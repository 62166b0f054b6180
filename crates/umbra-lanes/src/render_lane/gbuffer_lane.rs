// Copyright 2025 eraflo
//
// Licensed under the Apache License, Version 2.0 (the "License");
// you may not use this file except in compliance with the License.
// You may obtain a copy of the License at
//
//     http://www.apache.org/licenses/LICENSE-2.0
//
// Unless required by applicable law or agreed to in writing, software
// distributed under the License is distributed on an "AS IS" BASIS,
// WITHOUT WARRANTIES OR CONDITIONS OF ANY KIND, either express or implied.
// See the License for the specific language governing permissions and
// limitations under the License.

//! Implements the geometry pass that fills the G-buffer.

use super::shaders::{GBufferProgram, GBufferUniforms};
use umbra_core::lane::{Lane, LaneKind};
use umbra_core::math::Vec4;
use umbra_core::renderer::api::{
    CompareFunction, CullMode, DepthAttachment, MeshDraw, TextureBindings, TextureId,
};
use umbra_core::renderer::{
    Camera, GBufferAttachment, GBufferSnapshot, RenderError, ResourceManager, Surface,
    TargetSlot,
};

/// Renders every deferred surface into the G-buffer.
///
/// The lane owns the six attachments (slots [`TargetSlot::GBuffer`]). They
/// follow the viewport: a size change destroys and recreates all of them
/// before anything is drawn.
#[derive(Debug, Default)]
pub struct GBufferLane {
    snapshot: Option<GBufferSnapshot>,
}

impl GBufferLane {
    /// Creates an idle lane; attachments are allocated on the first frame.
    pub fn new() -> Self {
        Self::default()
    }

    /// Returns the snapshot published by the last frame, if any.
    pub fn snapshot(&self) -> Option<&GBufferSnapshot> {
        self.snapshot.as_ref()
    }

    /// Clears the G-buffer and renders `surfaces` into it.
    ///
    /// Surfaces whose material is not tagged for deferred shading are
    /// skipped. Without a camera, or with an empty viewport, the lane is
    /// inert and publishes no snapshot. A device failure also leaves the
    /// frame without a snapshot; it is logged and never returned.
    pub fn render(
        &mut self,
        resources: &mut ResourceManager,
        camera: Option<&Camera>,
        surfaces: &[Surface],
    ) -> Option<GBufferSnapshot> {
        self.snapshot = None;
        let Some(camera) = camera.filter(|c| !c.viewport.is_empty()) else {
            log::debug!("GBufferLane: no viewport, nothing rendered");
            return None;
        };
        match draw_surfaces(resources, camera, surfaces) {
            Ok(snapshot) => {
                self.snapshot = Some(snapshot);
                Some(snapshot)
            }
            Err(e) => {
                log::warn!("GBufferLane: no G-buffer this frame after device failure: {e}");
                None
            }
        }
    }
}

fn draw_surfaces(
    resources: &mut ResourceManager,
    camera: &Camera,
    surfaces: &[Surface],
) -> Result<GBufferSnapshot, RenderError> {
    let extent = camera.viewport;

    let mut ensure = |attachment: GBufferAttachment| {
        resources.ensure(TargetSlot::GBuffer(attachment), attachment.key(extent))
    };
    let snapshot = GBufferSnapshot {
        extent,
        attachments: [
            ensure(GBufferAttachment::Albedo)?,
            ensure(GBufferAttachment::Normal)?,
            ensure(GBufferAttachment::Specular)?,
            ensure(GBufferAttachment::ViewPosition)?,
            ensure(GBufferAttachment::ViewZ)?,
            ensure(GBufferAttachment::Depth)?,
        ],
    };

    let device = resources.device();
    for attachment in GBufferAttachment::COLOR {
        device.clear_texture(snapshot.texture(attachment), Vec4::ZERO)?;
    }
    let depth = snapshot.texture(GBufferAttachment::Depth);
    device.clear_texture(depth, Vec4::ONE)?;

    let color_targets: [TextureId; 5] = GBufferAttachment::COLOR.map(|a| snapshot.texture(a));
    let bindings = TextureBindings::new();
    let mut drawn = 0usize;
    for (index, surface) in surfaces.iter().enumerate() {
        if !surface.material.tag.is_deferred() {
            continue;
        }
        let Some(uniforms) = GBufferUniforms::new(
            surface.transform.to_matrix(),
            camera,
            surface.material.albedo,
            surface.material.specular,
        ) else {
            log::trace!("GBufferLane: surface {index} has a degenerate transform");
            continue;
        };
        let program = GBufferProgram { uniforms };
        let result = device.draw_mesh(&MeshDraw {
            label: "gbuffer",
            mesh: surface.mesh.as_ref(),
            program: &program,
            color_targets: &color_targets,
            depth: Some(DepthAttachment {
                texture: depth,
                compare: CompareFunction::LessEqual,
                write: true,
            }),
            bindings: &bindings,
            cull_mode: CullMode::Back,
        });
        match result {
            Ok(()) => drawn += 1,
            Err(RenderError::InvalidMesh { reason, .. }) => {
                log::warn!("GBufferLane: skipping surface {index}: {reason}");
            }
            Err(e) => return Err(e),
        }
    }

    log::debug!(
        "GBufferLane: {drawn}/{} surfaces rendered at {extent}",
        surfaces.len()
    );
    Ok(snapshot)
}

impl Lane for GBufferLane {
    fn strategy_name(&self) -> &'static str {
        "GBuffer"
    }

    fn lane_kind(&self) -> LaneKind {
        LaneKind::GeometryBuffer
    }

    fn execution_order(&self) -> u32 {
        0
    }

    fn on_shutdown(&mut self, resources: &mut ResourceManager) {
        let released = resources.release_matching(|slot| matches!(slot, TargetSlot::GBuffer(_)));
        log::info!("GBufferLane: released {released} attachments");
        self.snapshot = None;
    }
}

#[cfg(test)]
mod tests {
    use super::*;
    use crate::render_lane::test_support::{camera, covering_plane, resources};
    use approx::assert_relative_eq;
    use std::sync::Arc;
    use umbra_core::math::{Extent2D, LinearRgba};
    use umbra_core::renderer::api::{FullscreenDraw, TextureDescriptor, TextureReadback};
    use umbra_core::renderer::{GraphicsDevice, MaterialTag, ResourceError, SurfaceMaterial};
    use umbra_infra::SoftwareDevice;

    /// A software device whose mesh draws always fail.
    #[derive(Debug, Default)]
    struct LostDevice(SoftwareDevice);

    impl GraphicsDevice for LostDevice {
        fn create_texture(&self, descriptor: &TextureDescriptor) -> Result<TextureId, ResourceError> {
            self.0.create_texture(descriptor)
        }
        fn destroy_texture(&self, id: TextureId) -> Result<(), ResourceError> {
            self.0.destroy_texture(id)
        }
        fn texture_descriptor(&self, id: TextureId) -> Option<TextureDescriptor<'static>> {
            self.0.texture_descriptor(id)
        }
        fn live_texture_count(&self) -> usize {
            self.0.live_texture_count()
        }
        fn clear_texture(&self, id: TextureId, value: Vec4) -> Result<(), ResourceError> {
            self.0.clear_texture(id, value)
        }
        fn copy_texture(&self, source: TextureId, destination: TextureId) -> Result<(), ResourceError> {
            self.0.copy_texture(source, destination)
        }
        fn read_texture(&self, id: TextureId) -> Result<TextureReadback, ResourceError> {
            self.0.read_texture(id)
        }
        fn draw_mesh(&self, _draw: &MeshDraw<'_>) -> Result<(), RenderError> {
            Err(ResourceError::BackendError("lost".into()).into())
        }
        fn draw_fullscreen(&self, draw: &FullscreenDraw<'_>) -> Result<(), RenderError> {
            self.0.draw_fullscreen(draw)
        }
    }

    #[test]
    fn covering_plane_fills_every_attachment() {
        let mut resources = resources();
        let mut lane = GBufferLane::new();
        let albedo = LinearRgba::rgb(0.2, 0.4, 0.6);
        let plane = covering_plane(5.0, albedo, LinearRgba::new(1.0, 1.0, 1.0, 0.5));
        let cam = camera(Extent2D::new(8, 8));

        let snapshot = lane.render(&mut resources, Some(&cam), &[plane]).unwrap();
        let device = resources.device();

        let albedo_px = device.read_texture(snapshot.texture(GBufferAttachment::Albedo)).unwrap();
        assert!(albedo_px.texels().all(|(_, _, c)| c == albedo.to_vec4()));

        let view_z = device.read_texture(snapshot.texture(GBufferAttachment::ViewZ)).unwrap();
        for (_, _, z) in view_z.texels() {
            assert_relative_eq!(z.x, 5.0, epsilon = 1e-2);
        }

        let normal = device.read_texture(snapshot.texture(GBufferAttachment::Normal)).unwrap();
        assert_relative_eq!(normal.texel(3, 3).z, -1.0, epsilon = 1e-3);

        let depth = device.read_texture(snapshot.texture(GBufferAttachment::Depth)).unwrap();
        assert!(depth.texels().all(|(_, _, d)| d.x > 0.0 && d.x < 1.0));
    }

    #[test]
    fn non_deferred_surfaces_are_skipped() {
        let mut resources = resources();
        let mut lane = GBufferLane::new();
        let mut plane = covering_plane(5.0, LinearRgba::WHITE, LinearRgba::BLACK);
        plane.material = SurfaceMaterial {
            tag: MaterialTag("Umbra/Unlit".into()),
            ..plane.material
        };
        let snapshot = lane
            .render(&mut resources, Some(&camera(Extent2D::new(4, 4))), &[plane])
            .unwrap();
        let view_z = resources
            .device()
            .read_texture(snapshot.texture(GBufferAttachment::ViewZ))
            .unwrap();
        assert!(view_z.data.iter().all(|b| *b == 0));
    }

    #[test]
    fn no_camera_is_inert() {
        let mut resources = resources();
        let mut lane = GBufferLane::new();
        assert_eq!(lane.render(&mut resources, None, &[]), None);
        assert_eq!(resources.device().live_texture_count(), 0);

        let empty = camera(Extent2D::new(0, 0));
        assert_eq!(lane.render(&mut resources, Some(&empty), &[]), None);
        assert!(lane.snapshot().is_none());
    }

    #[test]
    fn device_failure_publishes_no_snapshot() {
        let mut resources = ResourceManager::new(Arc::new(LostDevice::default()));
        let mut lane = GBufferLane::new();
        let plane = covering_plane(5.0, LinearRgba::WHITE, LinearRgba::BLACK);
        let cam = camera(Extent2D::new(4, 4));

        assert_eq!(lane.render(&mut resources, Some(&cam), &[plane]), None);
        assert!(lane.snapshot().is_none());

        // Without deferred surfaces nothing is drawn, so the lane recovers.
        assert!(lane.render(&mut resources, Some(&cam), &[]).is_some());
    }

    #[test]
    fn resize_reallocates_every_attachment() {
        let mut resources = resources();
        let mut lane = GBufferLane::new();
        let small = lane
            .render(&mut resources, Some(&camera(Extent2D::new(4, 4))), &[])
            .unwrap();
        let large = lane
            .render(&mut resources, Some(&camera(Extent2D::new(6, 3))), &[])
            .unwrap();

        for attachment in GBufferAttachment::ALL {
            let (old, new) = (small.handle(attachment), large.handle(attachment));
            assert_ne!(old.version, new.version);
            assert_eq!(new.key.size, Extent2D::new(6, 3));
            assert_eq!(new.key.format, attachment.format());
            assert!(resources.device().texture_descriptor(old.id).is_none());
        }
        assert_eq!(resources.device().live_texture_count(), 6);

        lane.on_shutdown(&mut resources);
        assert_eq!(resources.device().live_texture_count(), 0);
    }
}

---------------

--- Action item ---
Write out every line in the data that holds the string "MaterialTag".

--- Your response ---
    use umbra_core::renderer::{GraphicsDevice, MaterialTag, ResourceError, SurfaceMaterial};
            tag: MaterialTag("Umbra/Unlit".into()),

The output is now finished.